RE: Teaching Unix - jkl - 03-02-2019

Ah, it's time for my favorite part of this forum again: Nitpicking about computer history.

(02-02-2019, 10:03 PM)budRich Wrote: Unix was the first operating system programmed in a "high level" language, C (...).

That is not quite right.

For example, Multics - the collaboration between General Electric, the MIT and the Bell Labs which was still actively being developed when Ken Thompson started his then-unnamed Unix project - was written in PL/I, which I would consider a "high-level" language. Granted, there was some assembly code somewhere in Multics, but that was and is also true for Unix. DTSS, another operating system that predates Unix by a few years, was reportedly written in BASIC, ALGOL et cetera.

I think that these two examples are enough for now ... :-)

(02-02-2019, 10:03 PM)budRich Wrote: Same people who created C created Unix.

Yes and no.

Unix was first designed and implemented by Ken Thompson who also derived the B language from BCPL which would later become C. A couple of other people from the Bell Laboratories, notably Douglas McIlroy and Brian Kernighan, joined his efforts. C was mostly invented by Dennis Ritchie in 1972, the fourth Unix version was the first one that was rewritten in it.

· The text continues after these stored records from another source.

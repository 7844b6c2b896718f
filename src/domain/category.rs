use serde::{Deserialize, Serialize};
use std::fmt;

/// Neighborhood-character categories assigned to POIs.
///
/// The serialized form is the human-facing label ("Cafe street",
/// "Elite r.e.", ...), both in the rules file and in the JSON output.
#[derive(Debug, Clone, Copy, PartialEq, Eq, PartialOrd, Ord, Hash, Serialize, Deserialize)]
pub enum Category {
    Nature,
    Ethnic,
    Tourist,
    #[serde(rename = "Cafe street")]
    CafeStreet,
    Nightlife,
    #[serde(rename = "Elite r.e.")]
    EliteRealEstate,
    #[serde(rename = "Lower r.e.")]
    LowerRealEstate,
    University,
    #[serde(rename = "Business center")]
    BusinessCenter,
    #[serde(rename = "Upper r.e.")]
    UpperRealEstate,
    #[serde(rename = "Middle r.e.")]
    MiddleRealEstate,
    #[serde(rename = "cottage settlement")]
    CottageSettlement,
    Downtown,
}

impl Category {
    pub fn as_str(&self) -> &'static str {
        match self {
            Category::Nature => "Nature",
            Category::Ethnic => "Ethnic",
            Category::Tourist => "Tourist",
            Category::CafeStreet => "Cafe street",
            Category::Nightlife => "Nightlife",
            Category::EliteRealEstate => "Elite r.e.",
            Category::LowerRealEstate => "Lower r.e.",
            Category::University => "University",
            Category::BusinessCenter => "Business center",
            Category::UpperRealEstate => "Upper r.e.",
            Category::MiddleRealEstate => "Middle r.e.",
            Category::CottageSettlement => "cottage settlement",
            Category::Downtown => "Downtown",
        }
    }
}

impl fmt::Display for Category {
    fn fmt(&self, f: &mut fmt::Formatter<'_>) -> fmt::Result {
        f.write_str(self.as_str())
    }
}

/// One label or several, as a rules entry declares it.
///
/// Deserializes from either a bare string ("Nature") or an array
/// (["Nature", "Tourist"]).
#[derive(Debug, Clone, PartialEq, Serialize, Deserialize)]
#[serde(untagged)]
pub enum Labels {
    One(Category),
    Many(Vec<Category>),
}

impl Labels {
    pub fn iter(&self) -> impl Iterator<Item = Category> + '_ {
        match self {
            Labels::One(category) => std::slice::from_ref(category).iter().copied(),
            Labels::Many(categories) => categories.iter().copied(),
        }
    }
}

It was one team - but not everyone worked on everything at the same time.

(02-02-2019, 10:03 PM)budRich Wrote: Textbased input via real terminals was the "only" way to "use" it the first 10 years

Personal note: And I think we should finally take it to the next step.


RE: Teaching Unix - budRich - 03-02-2019

@jkl Yeah you are right, but still, that Unix was written (mostly) in C and maybe more important being compiled with the C compiler, making it very much more portable then any other OS prior. Is very important to how Unix was designed, and developed.
This interview with Brian Kernighan, is probably the source of where my first statements came from (also confirming jkl s corrections):
https://www.youtube.com/watch?v=de2Hsvxaf8M

I think that understanding the environment (Bell Labs), where Unix (and C) was developed, is good to know to "understand" Unix (I barely know what it is myself, and i have read many books and binged similar youtube clips for years..). Especially for people not from the US, i guess that AT&T and Bell Labs is common knowledge in US, but few know about it in the rest of the world (those who know probably have a good understanding of Unix already).

I would also try to explain the principles of "pipes" , which also is something that have shaped unix a lot.


RE: Teaching Unix - jkl - 03-02-2019

(03-02-2019, 05:19 PM)budRich Wrote: being compiled with the C compiler, making it very much more portable then any other OS prior.

"The C compiler" had exactly one platform when it was built, which was Unix. There were much more portable languages/compilers before that. Efforts to make C "portable" were not finished before the end of the 1970s (src).


RE: Teaching Unix - budRich - 03-02-2019

I meant that it, Unix, could be compiled for other hardware much easier then other OS prior to Unix. source the link i posted earlier.

edit.
also
Quote:Unix's use of C and its consequent portability to a wide variety of machines was important in the system's success.
(src)

jkl i see you don't have an avatar, may i suggest this image: http://i.imgur.com/DpQ9YJl.png


RE: Teaching Unix - jkl - 03-02-2019

(03-02-2019, 05:44 PM)budRich Wrote: I meant that it, Unix, could be compiled for other hardware much easier then other OS prior to Unix.

In theory, porting Multics would have been relatively easy as well. Sadly, nobody really bothered, so it only ran on two different architectures when Unix rose.